Task statement: Return every line of the data below that includes the string "should".

──────── Data section ────────

use anyhow::Result;
use tokio::{
    sync::{broadcast, mpsc},
    task::JoinHandle,
};

/// Minimal actor trait. `Self: Sized` avoids object-safety issues when using `Context<Self>`.
#[async_trait::async_trait]
pub trait Actor: Send + Sized + 'static {
    type Msg: Send + 'static;

    /// Handle a single message. Return `Err` to stop the actor.
    async fn handle(&mut self, msg: Self::Msg, ctx: &mut Context<Self>) -> Result<()>;
}

/// Runtime context for an actor instance.
pub struct Context<A: Actor> {
    addr: Addr<A>,
    pub stop: bool,
}

impl<A: Actor> Context<A> {
    /// Get a clone of this actor's `Addr`, e.g. to hand to a spawned task
    /// that reports a result back to the mailbox.
    pub fn addr(&self) -> Addr<A> {
        self.addr.clone()
    }

    /// Request a graceful stop after processing the current message.
    pub fn stop(&mut self) {
        self.stop = true;
    }
}

/// Address for sending messages to an actor.
pub struct Addr<A: Actor>(mpsc::Sender<A::Msg>);

/// Manual Clone to avoid unnecessary bounds on `A`/`A::Msg`.
impl<A: Actor> Clone for Addr<A> {
    fn clone(&self) -> Self {
        Self(self.0.clone())
    }
}

impl<A: Actor> Addr<A> {
    /// Async send; awaits backpressure. Returns the message if the receiver is dropped.
    pub async fn send(&self, msg: A::Msg) -> std::result::Result<(), A::Msg> {
        self.0.send(msg).await.map_err(|e| e.0)
    }

    /// Try to send without waiting. Returns the message if the mailbox is full or closed.
    pub fn try_send(&self, msg: A::Msg) -> std::result::Result<(), A::Msg> {
        self.0.try_send(msg).map_err(|e| e.into_inner())
    }
}

/// Handle to a running actor task.
pub struct ActorHandle<A: Actor> {
    pub addr: Addr<A>,
    pub task: JoinHandle<anyhow::Result<()>>,
}

/// Spawn an actor with a bounded mailbox.
///
/// Stop conditions:
/// - `handle` returns `Err`
/// - all senders are dropped
/// - `ctx.stop()` is called
///
/// ```
/// # use anyhow::Result;
/// # use async_trait::async_trait;
/// # use muse_actors::actor::{self, Actor, Context};
/// # struct Accumulator(u8);
/// # #[async_trait]
/// # impl Actor for Accumulator {
/// #     type Msg = u8;
/// #     async fn handle(&mut self, msg: Self::Msg, ctx: &mut Context<Self>) -> Result<()> {
/// #         self.0 += msg;
/// #         if self.0 >= 5 {
/// #             ctx.stop();
/// #         }
/// #         Ok(())
/// #     }
/// # }
/// let rt = tokio::runtime::Runtime::new().unwrap();
/// rt.block_on(async {
///     let actor::ActorHandle { addr, task } = actor::spawn_actor(Accumulator(0), 8);
///     addr.send(2).await.unwrap();
///     addr.send(3).await.unwrap();
///     drop(addr);
///     task.await.unwrap().unwrap();
/// });
/// ```
pub fn spawn_actor<A: Actor>(actor: A, capacity: usize) -> ActorHandle<A> {
    spawn_actor_with_shutdown(actor, capacity, None)
}

pub fn spawn_actor_with_shutdown<A: Actor>(
    mut actor: A,
    capacity: usize,
    shutdown: Option<broadcast::Receiver<()>>,
) -> ActorHandle<A> {
    let (tx, mut rx) = mpsc::channel::<A::Msg>(capacity);
    let addr = Addr(tx);
    let addr_for_ctx = addr.clone();

    let task = tokio::spawn(async move {
        let mut ctx = Context {
            addr: addr_for_ctx,
            stop: false,
        };

        if let Some(mut shutdown_rx) = shutdown {
            loop {
                tokio::select! {
                    _ = shutdown_rx.recv() => {
                        break;
                    }
                    maybe_msg = rx.recv() => {
                        match maybe_msg {
                            Some(msg) => {
                                if let Err(e) = actor.handle(msg, &mut ctx).await {
                                    tracing::error!(target = "muse-actors", error = ?e, "actor returned error; stopping");
                                    return Err(e);
                                }
                                if ctx.stop {
                                    break;
                                }
                            }
                            None => break,
                        }
                    }
                }
            }
        } else {
            while let Some(msg) = rx.recv().await {
                if let Err(e) = actor.handle(msg, &mut ctx).await {
                    tracing::error!(target = "muse-actors", error = ?e, "actor returned error; stopping");
                    return Err(e);
                }
                if ctx.stop {
                    break;
                }
            }
        }
        Ok(())
    });

    ActorHandle { addr, task }
}
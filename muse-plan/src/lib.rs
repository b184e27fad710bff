//! Task-time estimation.
//!
//! The estimator keeps two numeric fields — free hours and number of tasks —
//! and turns them into a minutes-per-task figure. Inputs are coerced, not
//! validated: an unparsable field becomes `NaN` and zero tasks yields an
//! infinite estimate, and both flow into the rendered line as their textual
//! form rather than an error. That mirrors the loose arithmetic of the
//! original planner page on purpose.
//!
//! `buffer_minutes` is reserved time subtracted from the free-hours budget
//! before dividing; it defaults to 0, in which case the formula is exactly
//! `round(free_hours * 60 / num_of_tasks)`.

/// Estimator state, overwritten on every input event.
#[derive(Debug, Clone)]
pub struct Estimator {
    free_hours: f64,
    num_of_tasks: f64,
    buffer_minutes: u32,
}

impl Default for Estimator {
    fn default() -> Self {
        Self::new(0)
    }
}

impl Estimator {
    /// Fields start as `NaN`, the numeric reading of "not yet entered".
    pub fn new(buffer_minutes: u32) -> Self {
        Self {
            free_hours: f64::NAN,
            num_of_tasks: f64::NAN,
            buffer_minutes,
        }
    }

    pub fn set_free_hours(&mut self, v: f64) {
        self.free_hours = v;
    }

    pub fn set_num_of_tasks(&mut self, v: f64) {
        self.num_of_tasks = v;
    }

    /// `round((free_hours * 60 - buffer) / num_of_tasks)`.
    ///
    /// Division by zero or `NaN` inputs is not guarded; the result may be
    /// non-finite and the caller renders it as-is.
    pub fn minutes_per_task(&self) -> f64 {
        let budget = self.free_hours * 60.0 - f64::from(self.buffer_minutes);
        let minutes = (budget / self.num_of_tasks).round();
        tracing::debug!(
            target: "plan",
            free_hours = self.free_hours,
            num_of_tasks = self.num_of_tasks,
            buffer_minutes = self.buffer_minutes,
            minutes,
            "plan.estimate"
        );
        minutes
    }

    /// The line appended to the estimator transcript.
    pub fn estimate_line(&self) -> String {
        format!(
            "You should spend {} minutes on each task.",
            format_minutes(self.minutes_per_task())
        )
    }
}

/// Loose numeric coercion for free-form input: empty means 0, anything
/// unparsable means `NaN`.
///
/// ```
/// use muse_plan::coerce_number;
///
/// assert_eq!(coerce_number("2.5"), 2.5);
/// assert_eq!(coerce_number(""), 0.0);
/// assert!(coerce_number("four").is_nan());
/// ```
pub fn coerce_number(raw: &str) -> f64 {
    let trimmed = raw.trim();
    if trimmed.is_empty() {
        return 0.0;
    }
    trimmed.parse().unwrap_or(f64::NAN)
}

fn format_minutes(v: f64) -> String {
    if v.is_finite() {
        format!("{}", v as i64)
    } else {
        v.to_string()
    }
}

#[cfg(test)]
mod tests {
    use super::*;

    #[test]
    fn two_hours_over_four_tasks_is_thirty_minutes() {
        let mut est = Estimator::default();
        est.set_free_hours(2.0);
        est.set_num_of_tasks(4.0);
        assert_eq!(
            est.estimate_line(),
            "You should spend 30 minutes on each task."
        );
    }

    #[test]
    fn zero_tasks_renders_a_non_finite_value_without_panicking() {
        let mut est = Estimator::default();
        est.set_free_hours(2.0);
        est.set_num_of_tasks(0.0);
        let line = est.estimate_line();
        assert!(line.contains("inf"), "line was: {line}");
    }

    #[test]
    fn unset_hours_propagate_nan_into_the_line() {
        let mut est = Estimator::default();
        est.set_num_of_tasks(4.0);
        assert!(est.estimate_line().contains("NaN"));
    }

    #[test]
    fn buffer_minutes_come_off_the_budget_first() {
        let mut est = Estimator::new(30);
        est.set_free_hours(2.0);
        est.set_num_of_tasks(3.0);
        // (120 - 30) / 3
        assert_eq!(
            est.estimate_line(),
            "You should spend 30 minutes on each task."
        );
    }

    #[test]
    fn fractional_results_are_rounded() {
        let mut est = Estimator::default();
        est.set_free_hours(1.0);
        est.set_num_of_tasks(7.0);
        // 60 / 7 = 8.57...
        assert_eq!(
            est.estimate_line(),
            "You should spend 9 minutes on each task."
        );
    }
}
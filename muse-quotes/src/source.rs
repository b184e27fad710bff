use url::Url;

/// Which JSON field carries the quote text. Public quote APIs disagree:
/// quotable.io uses `content`, dummyjson and friends use `quote`.
#[derive(Debug, Clone, Copy, PartialEq, Eq)]
pub enum TextField {
    Content,
    Quote,
}

/// Declared body shape of a quote endpoint.
#[derive(Debug, Clone, PartialEq, Eq)]
pub enum ResponseShape {
    /// The whole body is one quote; `author` is a fixed label.
    PlainText { author: String },
    /// Top-level JSON array of quote objects.
    JsonArray { field: TextField },
    /// JSON object wrapping the array under `key` (e.g. `{"quotes": [...]}`).
    WrappedArray { key: String, field: TextField },
}

/// One external quote API: endpoint, body shape, optional truncation limit.
#[derive(Debug, Clone)]
pub struct QuoteSource {
    pub name: String,
    pub url: Url,
    pub shape: ResponseShape,
    pub limit: Option<usize>,
}

impl QuoteSource {
    pub fn new(
        name: impl Into<String>,
        url: Url,
        shape: ResponseShape,
        limit: Option<usize>,
    ) -> Self {
        Self {
            name: name.into(),
            url,
            shape,
            limit,
        }
    }
}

────────

Solved exercise:
            "You should spend {} minutes on each task.",
            "You should spend 30 minutes on each task."
            "You should spend 30 minutes on each task."
            "You should spend 9 minutes on each task."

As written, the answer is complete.